The intelligent chassis: The silent upgrade that's changing how cars move

Steering, braking and suspension are going electronic, and it’s about to change how cars move and feel

1 JUN 2026 | Technology and innovation

You’re cruising down a highway at 70mph when a pothole appears in the distance. Normally, this would rattle everyone in the cabin, but your car has already detected the obstacle. Before the front tires reach the edge, the suspension softens, the damping recalibrates, and the vehicle eases over the pothole, leaving you and your passengers undisturbed.

That graceful series of adjustments is the work of the intelligent chassis, a vehicle architecture in which sensors, processors and electronic actuators replace the mechanical components that have controlled cars for the past century.

What's an intelligent chassis?

Traditionally, the systems that govern how a car moves have been mechanical: hydraulic fluid, metal linkages, steel springs. An intelligent chassis replaces those mechanical connections with electrical ones. The driver still turns the wheel – but the wheel no longer turns the tires directly. Instead, sensors capture the steering direction, processors interpret the signals in real time, and actuators at each corner of the vehicle complete the action.

“We’re moving away from the mechanical system into what we call ‘x by wire’: steer by wire, brake by wire or throttle by wire,” said Mark Ng, director of automotive systems at TI. That transition is moving quickly. In 2024, x by wire systems were valued at US$25.88 billion; by 2030, their revenue is forecasted to be USD$57.99 billion.

“By wire really means that semiconductors are at the heart of the vehicle,” Mark said. “Automakers are using electrical stimulus and electrical intelligence to control chassis functionality.”

So why is the intelligent chassis gaining traction now?

Electric powertrains, software-defined platforms and technological advancements designed to achieve greater autonomy have all converged. An intelligent chassis is the missing link that ties those advances together. This technology brings steering, braking and suspension under direct software control.

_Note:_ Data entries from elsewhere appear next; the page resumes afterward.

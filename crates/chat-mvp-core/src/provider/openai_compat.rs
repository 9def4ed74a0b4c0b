use async_trait::async_trait;
use serde::{Deserialize, Serialize};
use tracing::debug;

use crate::config::DEFAULT_API_BASE;
use crate::error::ProviderError;
use crate::types::{Choice, CompletionResponse, FinishReason, Message, Role, TokenUsage};
use crate::util::http;

use super::LlmProvider;

/// OpenAI-compatible provider.
/// Works with the OpenAI API and any server exposing `/chat/completions`.
pub struct OpenAiCompatProvider {
    api_key: String,
    api_base: String,
}

impl OpenAiCompatProvider {
    pub fn new(api_key: String, api_base: Option<String>) -> Result<Self, ProviderError> {
        if api_key.trim().is_empty() {
            return Err(ProviderError::NoApiKey);
        }
        let base = api_base
            .filter(|b| !b.trim().is_empty())
            .unwrap_or_else(|| DEFAULT_API_BASE.to_string());

        Ok(Self {
            api_key,
            api_base: base.trim_end_matches('/').to_string(),
        })
    }

    pub fn api_base(&self) -> &str {
        &self.api_base
    }
}

#[derive(Debug, Serialize)]
struct ChatCompletionRequest<'a> {
    model: &'a str,
    messages: Vec<WireMessage<'a>>,
    max_tokens: u32,
    temperature: f64,
}

#[derive(Debug, Serialize)]
struct WireMessage<'a> {
    role: Role,
    content: &'a str,
}

#[derive(Debug, Deserialize)]
struct ChatCompletionResponse {
    #[serde(default)]
    choices: Vec<WireChoice>,
    usage: Option<WireUsage>,
}

#[derive(Debug, Deserialize)]
struct WireChoice {
    message: WireReply,
    finish_reason: Option<FinishReason>,
}

#[derive(Debug, Deserialize)]
struct WireReply {
    #[serde(default = "assistant_role")]
    role: Role,
    content: Option<String>,
}

fn assistant_role() -> Role {
    Role::Assistant
}

#[derive(Debug, Deserialize)]
struct WireUsage {
    #[serde(default)]
    prompt_tokens: u32,
    #[serde(default)]
    completion_tokens: u32,
    #[serde(default)]
    total_tokens: u32,
}

#[async_trait]
impl LlmProvider for OpenAiCompatProvider {
    async fn chat(
        &self,
        messages: &[Message],
        model: &str,
        max_tokens: u32,
        temperature: f64,
    ) -> Result<CompletionResponse, ProviderError> {
        let url = format!("{}/chat/completions", self.api_base);

        let body = ChatCompletionRequest {
            model,
            messages: messages
                .iter()
                .map(|m| WireMessage {
                    role: m.role,
                    content: &m.content,
                })
                .collect(),
            max_tokens,
            temperature,
        };

        debug!("OpenAI-compat request to {} with model {} ({} messages)", url, model, messages.len());

        let response = http::client()
            .post(&url)
            .bearer_auth(&self.api_key)
            .json(&body)
            .send()
            .await?;

        let status = response.status();
        if !status.is_success() {
            let text = response.text().await.unwrap_or_default();
            return Err(ProviderError::Api {
                status: status.as_u16(),
                message: text,
            });
        }

        let text = response.text().await?;
        parse_openai_response(&text)
    }

    fn name(&self) -> &str {
        "openai"
    }
}

/// Parse an OpenAI-format response body into our CompletionResponse.
pub fn parse_openai_response(body: &str) -> Result<CompletionResponse, ProviderError> {
    let data: ChatCompletionResponse =
        serde_json::from_str(body).map_err(|e| ProviderError::Parse(e.to_string()))?;

    let choices = data
        .choices
        .into_iter()
        .map(|c| Choice {
            role: c.message.role,
            content: c.message.content.unwrap_or_default(),
            finish_reason: c.finish_reason,
        })
        .collect();

    let usage = data
        .usage
        .map(|u| TokenUsage {
            prompt_tokens: u.prompt_tokens,
            completion_tokens: u.completion_tokens,
            total_tokens: u.total_tokens,
        })
        .unwrap_or_default();

    Ok(CompletionResponse { choices, usage })
}
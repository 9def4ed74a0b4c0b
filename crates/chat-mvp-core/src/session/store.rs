use std::collections::HashMap;

use tokio::sync::RwLock;

use crate::session::Session;
use crate::types::Message;

/// In-memory session store keyed by user id.
///
/// A single readers-writer lock covers the whole map. Guards are never held
/// across anything but the map operation itself, so the upstream call in
/// [`crate::service::ChatService`] always runs unlocked.
///
/// Sessions live for the lifetime of the process; nothing is persisted.
#[derive(Debug, Default)]
pub struct SessionStore {
    sessions: RwLock<HashMap<String, Session>>,
}

impl SessionStore {
    pub fn new() -> Self {
        Self::default()
    }

    /// Snapshot of the user's session, creating an empty one if absent.
    pub async fn get_or_create(&self, user_id: &str) -> Session {
        let mut sessions = self.sessions.write().await;
        sessions
            .entry(user_id.to_string())
            .or_insert_with(|| Session::new(user_id))
            .clone()
    }

    /// Append one message to the user's history. Unknown users get a fresh
    /// session first.
    pub async fn append_message(&self, user_id: &str, message: Message) {
        let mut sessions = self.sessions.write().await;
        sessions
            .entry(user_id.to_string())
            .or_insert_with(|| Session::new(user_id))
            .push(message);
    }

    /// Copy of the user's history in insertion order. Empty for unknown users.
    pub async fn get_history(&self, user_id: &str) -> Vec<Message> {
        let sessions = self.sessions.read().await;
        sessions
            .get(user_id)
            .map(|s| s.messages.clone())
            .unwrap_or_default()
    }

    /// Drop the user's session. Returns whether one existed.
    pub async fn clear(&self, user_id: &str) -> bool {
        self.sessions.write().await.remove(user_id).is_some()
    }

    /// Number of live sessions.
    pub async fn len(&self) -> usize {
        self.sessions.read().await.len()
    }

    pub async fn is_empty(&self) -> bool {
        self.sessions.read().await.is_empty()
    }
}
use std::path::Path;
use std::sync::Arc;

use axum::{
    extract::{
        rejection::{JsonRejection, QueryRejection},
        Query, State,
    },
    http::{self, StatusCode},
    response::{IntoResponse, Response},
    routing::{get, post},
    Json, Router,
};
use chrono::{DateTime, Utc};
use serde::{Deserialize, Serialize};
use tower_http::cors::{Any, CorsLayer};
use tower_http::services::{ServeDir, ServeFile};
use tower_http::trace::TraceLayer;
use tracing::{info, warn};

use crate::config::Config;
use crate::error::ChatError;
use crate::service::ChatService;
use crate::types::Message;

const UNAVAILABLE_MESSAGE: &str = "AI service temporarily unavailable, please try again later";

/// Shared application state for the HTTP API.
pub struct AppState {
    pub config: Config,
    pub chat: Arc<ChatService>,
}

impl AppState {
    pub fn new(config: Config, chat: Arc<ChatService>) -> Self {
        Self { config, chat }
    }
}

/// Request body for the chat endpoint.
#[derive(Debug, Deserialize)]
pub struct ChatRequest {
    #[serde(default, alias = "userId")]
    pub user_id: String,
    #[serde(default)]
    pub message: String,
}

/// Response body for the chat endpoint.
#[derive(Debug, Serialize)]
pub struct ChatResponse {
    pub success: bool,
    pub reply: String,
    pub user_id: String,
    pub timestamp: DateTime<Utc>,
}

/// Query string / body naming a user.
#[derive(Debug, Deserialize)]
pub struct UserRequest {
    #[serde(default, alias = "userId")]
    pub user_id: String,
}

#[derive(Debug, Serialize)]
pub struct HistoryResponse {
    pub success: bool,
    pub user_id: String,
    pub history: Vec<Message>,
}

#[derive(Debug, Serialize)]
pub struct ClearResponse {
    pub success: bool,
    pub message: String,
}

/// Response body for errors.
#[derive(Debug, Serialize)]
pub struct ErrorResponse {
    pub success: bool,
    pub error: String,
}

/// Health check response.
#[derive(Debug, Serialize)]
pub struct HealthResponse {
    pub status: String,
    pub service: String,
    pub version: String,
    pub build: String,
    pub sessions: usize,
}

impl IntoResponse for ChatError {
    fn into_response(self) -> Response {
        let (status, error) = if self.is_unavailable() {
            let status = match self {
                ChatError::Timeout(_) => StatusCode::GATEWAY_TIMEOUT,
                _ => StatusCode::SERVICE_UNAVAILABLE,
            };
            // Upstream detail is already logged by the service.
            (status, UNAVAILABLE_MESSAGE.to_string())
        } else {
            let detail = match self {
                ChatError::Validation(detail) => detail,
                other => other.to_string(),
            };
            (StatusCode::BAD_REQUEST, detail)
        };
        (status, Json(ErrorResponse { success: false, error })).into_response()
    }
}

impl From<JsonRejection> for ChatError {
    fn from(rejection: JsonRejection) -> Self {
        ChatError::Validation(rejection.body_text())
    }
}

impl From<QueryRejection> for ChatError {
    fn from(rejection: QueryRejection) -> Self {
        ChatError::Validation(rejection.body_text())
    }
}

/// Create the axum Router with all API routes.
///
/// Static files are served from `server.staticDir` when that directory
/// exists; otherwise only the API is mounted.
pub fn create_router(state: Arc<AppState>) -> Router {
    let static_dir = state.config.server.static_dir.clone();

    let mut router = Router::new()
        // API
        .route("/api/chat", post(handle_chat))
        .route("/api/history", get(handle_get_history).delete(handle_clear_history))
        // Health
        .route("/health", get(handle_health));

    if Path::new(&static_dir).is_dir() {
        let index = Path::new(&static_dir).join("index.html");
        router = router
            .nest_service("/static", ServeDir::new(&static_dir))
            .route_service("/", ServeFile::new(index));
        info!("Serving static files from {}", static_dir);
    }

    router
        .layer(TraceLayer::new_for_http())
        .layer(
            CorsLayer::new()
                .allow_origin(Any)
                .allow_methods([
                    http::Method::GET,
                    http::Method::POST,
                    http::Method::PUT,
                    http::Method::DELETE,
                    http::Method::OPTIONS,
                ])
                .allow_headers([
                    http::header::CONTENT_TYPE,
                    http::header::AUTHORIZATION,
                ]),
        )
        .with_state(state)
}

/// POST /api/chat — Send a message, get the assistant's reply
async fn handle_chat(
    State(state): State<Arc<AppState>>,
    payload: Result<Json<ChatRequest>, JsonRejection>,
) -> Result<Json<ChatResponse>, ChatError> {
    let Json(req) = payload?;
    let reply = state.chat.chat(&req.user_id, &req.message).await?;
    Ok(Json(ChatResponse {
        success: true,
        reply,
        user_id: req.user_id.trim().to_string(),
        timestamp: Utc::now(),
    }))
}

/// GET /api/history?user_id= — Conversation history
async fn handle_get_history(
    State(state): State<Arc<AppState>>,
    query: Result<Query<UserRequest>, QueryRejection>,
) -> Result<Json<HistoryResponse>, ChatError> {
    let Query(req) = query?;
    let history = state.chat.history(&req.user_id).await?;
    Ok(Json(HistoryResponse {
        success: true,
        user_id: req.user_id.trim().to_string(),
        history,
    }))
}

/// DELETE /api/history — Clear a user's session
async fn handle_clear_history(
    State(state): State<Arc<AppState>>,
    payload: Result<Json<UserRequest>, JsonRejection>,
) -> Result<Json<ClearResponse>, ChatError> {
    let Json(req) = payload?;
    state.chat.clear(&req.user_id).await.inspect_err(|e| {
        warn!("Clear history rejected: {}", e);
    })?;
    Ok(Json(ClearResponse {
        success: true,
        message: "history cleared".to_string(),
    }))
}

/// GET /health — Health check
async fn handle_health(State(state): State<Arc<AppState>>) -> impl IntoResponse {
    Json(HealthResponse {
        status: "healthy".to_string(),
        service: crate::SERVICE_NAME.to_string(),
        version: crate::VERSION.to_string(),
        build: crate::GIT_HASH.to_string(),
        sessions: state.chat.store().len().await,
    })
}

/// Start the HTTP server on the given address.
pub async fn serve(addr: &str, state: Arc<AppState>) -> anyhow::Result<()> {
    let router = create_router(state);
    let listener = tokio::net::TcpListener::bind(addr).await?;
    info!("HTTP server listening on {}", addr);
    axum::serve(listener, router).await?;
    Ok(())
}
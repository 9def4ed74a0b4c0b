use std::process::Command;

fn main() {
    // Embed git short hash at compile time
    let hash = Command::new("git")
        .args(["rev-parse", "--short", "HEAD"])
        .output()
        .ok()
        .filter(|o| o.status.success())
        .and_then(|o| String::from_utf8(o.stdout).ok())
        .map(|s| s.trim().to_string())
        .unwrap_or_else(|| "unknown".to_string());

    println!("cargo:rustc-env=GIT_HASH={}", hash);

    println!("cargo:rerun-if-changed=../../.git/HEAD");
    println!("cargo:rerun-if-changed=../../.git/refs/heads/");
}
pub mod store;

pub use store::SessionStore;

use chrono::{DateTime, Utc};
use serde::{Deserialize, Serialize};

use crate::types::Message;

/// One user's conversation state.
#[derive(Debug, Clone, Serialize, Deserialize)]
pub struct Session {
    pub user_id: String,
    pub messages: Vec<Message>,
    pub created_at: DateTime<Utc>,
    pub updated_at: DateTime<Utc>,
}

impl Session {
    pub fn new(user_id: impl Into<String>) -> Self {
        let now = Utc::now();
        Self {
            user_id: user_id.into(),
            messages: Vec::new(),
            created_at: now,
            updated_at: now,
        }
    }

    /// Add a message to the end of the history.
    pub fn push(&mut self, message: Message) {
        self.messages.push(message);
        self.updated_at = Utc::now();
    }

    /// The most recent `max_messages` messages, oldest first.
    pub fn recent(&self, max_messages: usize) -> &[Message] {
        recent(&self.messages, max_messages)
    }
}

/// Tail of `messages` holding at most `max_messages` entries.
pub fn recent(messages: &[Message], max_messages: usize) -> &[Message] {
    let start = messages.len().saturating_sub(max_messages);
    &messages[start..]
}
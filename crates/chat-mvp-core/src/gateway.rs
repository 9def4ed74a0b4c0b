//! Turns a window of session history into one upstream completion call.

use std::sync::Arc;

use tracing::{debug, warn};

use crate::config::ChatConfig;
use crate::error::ChatError;
use crate::provider::LlmProvider;
use crate::session;
use crate::types::{FinishReason, Message, Role};

/// Fixed per-deployment parameters for every upstream call.
#[derive(Debug, Clone)]
pub struct CompletionSettings {
    pub model: String,
    pub max_tokens: u32,
    pub temperature: f64,
    /// How many of the most recent history messages are forwarded.
    pub history_window: usize,
    pub system_prompt: String,
}

impl Default for CompletionSettings {
    fn default() -> Self {
        Self::from(&ChatConfig::default())
    }
}

impl From<&ChatConfig> for CompletionSettings {
    fn from(cfg: &ChatConfig) -> Self {
        Self {
            model: cfg.model.clone(),
            max_tokens: cfg.max_tokens,
            temperature: cfg.temperature,
            history_window: cfg.history_window,
            system_prompt: cfg.system_prompt.clone(),
        }
    }
}

pub struct CompletionGateway {
    provider: Arc<dyn LlmProvider>,
    settings: CompletionSettings,
}

impl CompletionGateway {
    pub fn new(provider: Arc<dyn LlmProvider>, settings: CompletionSettings) -> Self {
        Self { provider, settings }
    }

    pub fn settings(&self) -> &CompletionSettings {
        &self.settings
    }

    pub fn provider_name(&self) -> &str {
        self.provider.name()
    }

    /// Build the upstream message list: the system prompt followed by the
    /// user/assistant turns among the last `history_window` messages.
    /// Older turns are dropped, not summarized.
    pub fn build_prompt(&self, history: &[Message]) -> Vec<Message> {
        let window = session::recent(history, self.settings.history_window);

        let mut messages = Vec::with_capacity(window.len() + 1);
        messages.push(Message::system(self.settings.system_prompt.clone()));
        messages.extend(
            window
                .iter()
                .filter(|m| matches!(m.role, Role::User | Role::Assistant))
                .cloned(),
        );
        messages
    }

    /// Ask the upstream API for the next assistant turn.
    pub async fn complete(&self, history: &[Message]) -> Result<String, ChatError> {
        let messages = self.build_prompt(history);
        debug!(
            "Completing with {} ({} of {} history messages)",
            self.provider.name(),
            messages.len() - 1,
            history.len()
        );

        let response = self
            .provider
            .chat(
                &messages,
                &self.settings.model,
                self.settings.max_tokens,
                self.settings.temperature,
            )
            .await
            .map_err(|e| {
                warn!("Upstream completion failed: {}", e);
                ChatError::Upstream(e)
            })?;

        let usage = &response.usage;
        let Some(choice) = response.choices.into_iter().next() else {
            warn!("Upstream returned no choices");
            return Err(ChatError::EmptyResponse);
        };

        debug!(
            "Upstream {} reply: finish_reason={:?}, tokens prompt={} completion={} total={}",
            choice.role,
            choice.finish_reason,
            usage.prompt_tokens,
            usage.completion_tokens,
            usage.total_tokens
        );
        if choice.finish_reason == Some(FinishReason::Length) {
            warn!(
                "Upstream reply hit the {} token limit and was cut short",
                self.settings.max_tokens
            );
        }

        Ok(choice.content)
    }
}
use once_cell::sync::Lazy;
use reqwest::Client;
use std::time::Duration;

/// Global HTTP client with connection pooling and keep-alive.
///
/// The transport timeout is only a backstop; per-request deadlines are
/// enforced by the chat service.
static HTTP_CLIENT: Lazy<Client> = Lazy::new(|| {
    Client::builder()
        .timeout(Duration::from_secs(120))
        .connect_timeout(Duration::from_secs(5))
        .pool_max_idle_per_host(16)
        .pool_idle_timeout(Duration::from_secs(90))
        .tcp_keepalive(Duration::from_secs(30))
        .user_agent(concat!("chat-mvp/", env!("CARGO_PKG_VERSION")))
        .build()
        .unwrap_or_else(|_| Client::new())
});

/// Get the global HTTP client.
pub fn client() -> &'static Client {
    &HTTP_CLIENT
}
pub mod error;
pub mod types;
pub mod config;
pub mod session;
pub mod provider;
pub mod gateway;
pub mod service;
pub mod util;

pub const VERSION: &str = env!("CARGO_PKG_VERSION");
pub const GIT_HASH: &str = env!("GIT_HASH");
pub const SERVICE_NAME: &str = "chat-mvp";
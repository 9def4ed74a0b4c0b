use std::time::Duration;

/// Errors surfaced by a chat request.
#[derive(Debug, thiserror::Error)]
pub enum ChatError {
    #[error("Validation error: {0}")]
    Validation(String),

    #[error("Upstream error: {0}")]
    Upstream(#[from] ProviderError),

    #[error("Upstream returned no choices")]
    EmptyResponse,

    #[error("Timed out after {} seconds", .0.as_secs())]
    Timeout(Duration),

    #[error("Request cancelled")]
    Cancelled,
}

impl ChatError {
    /// Whether the caller should see this as "service temporarily unavailable".
    pub fn is_unavailable(&self) -> bool {
        !matches!(self, ChatError::Validation(_))
    }
}

#[derive(Debug, thiserror::Error)]
pub enum ProviderError {
    #[error("HTTP error: {0}")]
    Http(#[from] reqwest::Error),

    #[error("API error ({status}): {message}")]
    Api { status: u16, message: String },

    #[error("Failed to parse response: {0}")]
    Parse(String),

    #[error("No API key configured for provider")]
    NoApiKey,
}

#[derive(Debug, thiserror::Error)]
pub enum ConfigError {
    #[error("Invalid config: {0}")]
    Invalid(String),

    #[error("Failed to parse config: {0}")]
    Parse(#[from] serde_json::Error),

    #[error("No API key configured (set OPENAI_API_KEY)")]
    NoApiKey,
}

pub type Result<T> = std::result::Result<T, ChatError>;
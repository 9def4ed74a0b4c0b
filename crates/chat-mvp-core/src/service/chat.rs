use std::sync::Arc;
use std::time::Duration;

use tokio_util::sync::CancellationToken;
use tracing::{info, warn};

use crate::config::Config;
use crate::error::{ChatError, ConfigError, ProviderError, Result};
use crate::gateway::{CompletionGateway, CompletionSettings};
use crate::provider::{LlmProvider, OpenAiCompatProvider};
use crate::session::SessionStore;
use crate::types::Message;
use crate::util::{non_empty, truncate_string};

/// Request orchestration: session bookkeeping around one upstream call.
///
/// Two requests for the same user are not serialized. Both may snapshot the
/// history before either reply lands, and the replies may be appended in
/// either order. Requests for different users only share the store's brief
/// lock sections.
pub struct ChatService {
    store: Arc<SessionStore>,
    gateway: CompletionGateway,
    request_timeout: Duration,
}

impl ChatService {
    pub fn new(store: Arc<SessionStore>, gateway: CompletionGateway, request_timeout: Duration) -> Self {
        Self {
            store,
            gateway,
            request_timeout,
        }
    }

    /// Wire up the OpenAI-compatible provider and a fresh store from config.
    pub fn from_config(cfg: &Config) -> std::result::Result<Self, ConfigError> {
        cfg.validate()?;
        let provider = OpenAiCompatProvider::new(
            cfg.openai.api_key.clone(),
            Some(cfg.openai.api_base.clone()),
        )
        .map_err(|e| match e {
            ProviderError::NoApiKey => ConfigError::NoApiKey,
            other => ConfigError::Invalid(other.to_string()),
        })?;
        Ok(Self::with_provider(cfg, Arc::new(provider)))
    }

    /// Build from config around an already constructed provider.
    pub fn with_provider(cfg: &Config, provider: Arc<dyn LlmProvider>) -> Self {
        let gateway = CompletionGateway::new(provider, CompletionSettings::from(&cfg.chat));
        Self::new(Arc::new(SessionStore::new()), gateway, cfg.chat.request_timeout())
    }

    pub fn store(&self) -> &Arc<SessionStore> {
        &self.store
    }

    pub fn gateway(&self) -> &CompletionGateway {
        &self.gateway
    }

    pub fn request_timeout(&self) -> Duration {
        self.request_timeout
    }

    /// Send `message` as `user_id` and return the assistant's reply.
    pub async fn chat(&self, user_id: &str, message: &str) -> Result<String> {
        self.chat_with_cancel(user_id, message, CancellationToken::new()).await
    }

    /// Like [`ChatService::chat`], aborting the upstream call when `cancel`
    /// fires. The user's message stays in history on every failure; the
    /// assistant reply is only appended when the call completes.
    pub async fn chat_with_cancel(
        &self,
        user_id: &str,
        message: &str,
        cancel: CancellationToken,
    ) -> Result<String> {
        let user_id = validate_user_id(user_id)?;
        if non_empty(message).is_none() {
            return Err(ChatError::Validation("message must not be empty".to_string()));
        }

        info!("Chat request: user={}, message={}", user_id, truncate_string(message, 80, "..."));

        self.store.append_message(user_id, Message::user(message)).await;
        let history = self.store.get_history(user_id).await;

        let outcome = tokio::select! {
            biased;
            _ = cancel.cancelled() => Err(ChatError::Cancelled),
            res = tokio::time::timeout(self.request_timeout, self.gateway.complete(&history)) => {
                res.unwrap_or(Err(ChatError::Timeout(self.request_timeout)))
            }
        };

        let reply = match outcome {
            Ok(reply) => reply,
            Err(e) => {
                warn!("Chat request for user {} failed: {}", user_id, e);
                return Err(e);
            }
        };

        self.store
            .append_message(user_id, Message::assistant(reply.clone()))
            .await;
        Ok(reply)
    }

    /// The user's full history, oldest first.
    pub async fn history(&self, user_id: &str) -> Result<Vec<Message>> {
        let user_id = validate_user_id(user_id)?;
        Ok(self.store.get_history(user_id).await)
    }

    /// Forget the user's session. Succeeds whether or not one existed.
    pub async fn clear(&self, user_id: &str) -> Result<()> {
        let user_id = validate_user_id(user_id)?;
        if self.store.clear(user_id).await {
            info!("Cleared session for user {}", user_id);
        }
        Ok(())
    }
}

fn validate_user_id(user_id: &str) -> Result<&str> {
    non_empty(user_id).ok_or_else(|| ChatError::Validation("user_id must not be empty".to_string()))
}
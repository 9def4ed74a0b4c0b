pub mod http;

/// Trimmed value if it still has content.
pub fn non_empty(value: &str) -> Option<&str> {
    let trimmed = value.trim();
    (!trimmed.is_empty()).then_some(trimmed)
}

/// Truncate a string to max length, adding suffix if truncated.
pub fn truncate_string(s: &str, max_len: usize, suffix: &str) -> String {
    if s.len() <= max_len {
        return s.to_string();
    }
    let mut end = max_len.saturating_sub(suffix.len());
    // Ensure we don't split a multi-byte UTF-8 character
    while end > 0 && !s.is_char_boundary(end) {
        end -= 1;
    }
    format!("{}{}", &s[..end], suffix)
}
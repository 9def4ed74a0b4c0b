pub mod chat;

#[cfg(feature = "http-api")]
pub mod http;

pub use chat::ChatService;
use std::sync::Arc;

use super::predicate::TargetingPredicate;

/// The predicates that must all hold for one way of targeting a content.
///
/// Order is irrelevant to the outcome. An empty group is vacuously TRUE.
#[derive(Debug, Clone, Default)]
pub struct TargetingGroup {
    predicates: Vec<Arc<dyn TargetingPredicate>>,
}

impl TargetingGroup {
    pub fn new(predicates: Vec<Arc<dyn TargetingPredicate>>) -> Self {
        Self { predicates }
    }

    pub fn with_predicate(mut self, predicate: impl TargetingPredicate + 'static) -> Self {
        self.push(predicate);
        self
    }

    pub fn push(&mut self, predicate: impl TargetingPredicate + 'static) {
        self.predicates.push(Arc::new(predicate));
    }

    pub fn predicates(&self) -> &[Arc<dyn TargetingPredicate>] {
        &self.predicates
    }

    pub fn len(&self) -> usize {
        self.predicates.len()
    }

    pub fn is_empty(&self) -> bool {
        self.predicates.is_empty()
    }
}

impl FromIterator<Arc<dyn TargetingPredicate>> for TargetingGroup {
    fn from_iter<I: IntoIterator<Item = Arc<dyn TargetingPredicate>>>(iter: I) -> Self {
        Self {
            predicates: iter.into_iter().collect(),
        }
    }
}
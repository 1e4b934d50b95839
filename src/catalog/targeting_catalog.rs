use std::collections::BTreeMap;

use async_trait::async_trait;

use crate::targeting::TargetingGroup;
use crate::types::identifiers::ContentId;
use super::{StoreError, TargetingGroupSource};

/// Targeting groups attached to each content id.
#[derive(Debug, Clone, Default)]
pub struct TargetingGroupCatalog {
    groups: BTreeMap<ContentId, Vec<TargetingGroup>>,
}

impl TargetingGroupCatalog {
    pub fn new() -> Self {
        Self::default()
    }

    pub fn insert(&mut self, content_id: ContentId, group: TargetingGroup) {
        self.groups.entry(content_id).or_default().push(group);
    }

    pub fn with_group(mut self, content_id: ContentId, group: TargetingGroup) -> Self {
        self.insert(content_id, group);
        self
    }

    pub fn groups_for(&self, content_id: &ContentId) -> &[TargetingGroup] {
        self.groups
            .get(content_id)
            .map(Vec::as_slice)
            .unwrap_or_default()
    }
}

#[async_trait]
impl TargetingGroupSource for TargetingGroupCatalog {
    async fn get(&self, content_id: &ContentId) -> Result<Vec<TargetingGroup>, StoreError> {
        // Groups share their predicates; cloning only bumps reference counts.
        Ok(self.groups_for(content_id).to_vec())
    }
}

“Most people think the future of the car is just about more: more screens, more software,” said Jerry Shi, general manager of powertrain and chassis at TI. “But one of the biggest changes is the one you don’t see but feel. Intelligent control is about how your car moves, stops and adapts.”

For automakers, this shift enables new design possibilities. Without a steering column running through the dashboard or hydraulic lines snaking through the floor, engineers can rethink cabin layouts and package batteries in electric vehicles more efficiently.

For drivers, the vehicle no longer requires constant vigilance. Instead, its sensors and processors interpret the road ahead and respond with precision. "The car can support its human driver with quick thinking and reactions," Jerry said. “Replacing mechanical connections with precise electronic control creates a smoother, safer and more predictable driving experience.”

Making the transition to x by wire a reality

Replacing a mechanical steering column with a wire is no small feat. When the mechanical backup goes away, every electronic component has to be safer, faster and more reliable than what came before.

Sensing must be extremely precise; the system must know the exact angle, torque and position of every movement and measure response times in microseconds, not milliseconds. Auto manufacturers must also prioritize redundancy for every device in the signal chain so that a single fault never cascades into a failure.

To meet the demands of intelligent chassis, manufacturers need an ecosystem of semiconductors working in tandem. “As the market matures, there will be a heavy level of integration,” Mark said. “It’s Moore’s law. People will expect devices that have a microcontroller and a driver and a communication interface and more – in a single chip.”

Semiconductor technologies are powering the next generation of safer, smarter and more responsive vehicles across four areas:

  1. Precise sensing preserves the integrity of real-world signals, even in extreme temperatures and harsh electrical conditions, so that every control decision starts with trustworthy data.
  2. High-performance microcontrollers with lock-step cores verify calculations to (for example) shrink braking distances and cut steering latency without compromising safety-critical processes.
  3. Flexible gate drivers balance switching speeds against electromagnetic interference, giving steering a natural feel and braking a firm one.
  4. International Organization for Standardization 26262-compliant devices, up to Automotive Safety Integrity Level D, equip system designers with the documentation and architecture to certify the full vehicle.

What’s next for the intelligent chassis?

Remember the scenario about a smooth drive over a pothole? What if your car could accomplish it on its own?

The intelligent chassis represents what’s next in the automotive industry, especially when it comes to autonomous vehicles.

“Before cars can drive themselves, they must learn how to move better,” Jerry said. “The intelligent chassis is a must-have transition step toward autonomous driving.”

With an intelligent chassis, the car of the future won’t just take you where you need to go. The trip itself will fundamentally change how you move: with less anxiety, less fatigue and more room to think, talk, work or simply enjoy the drive.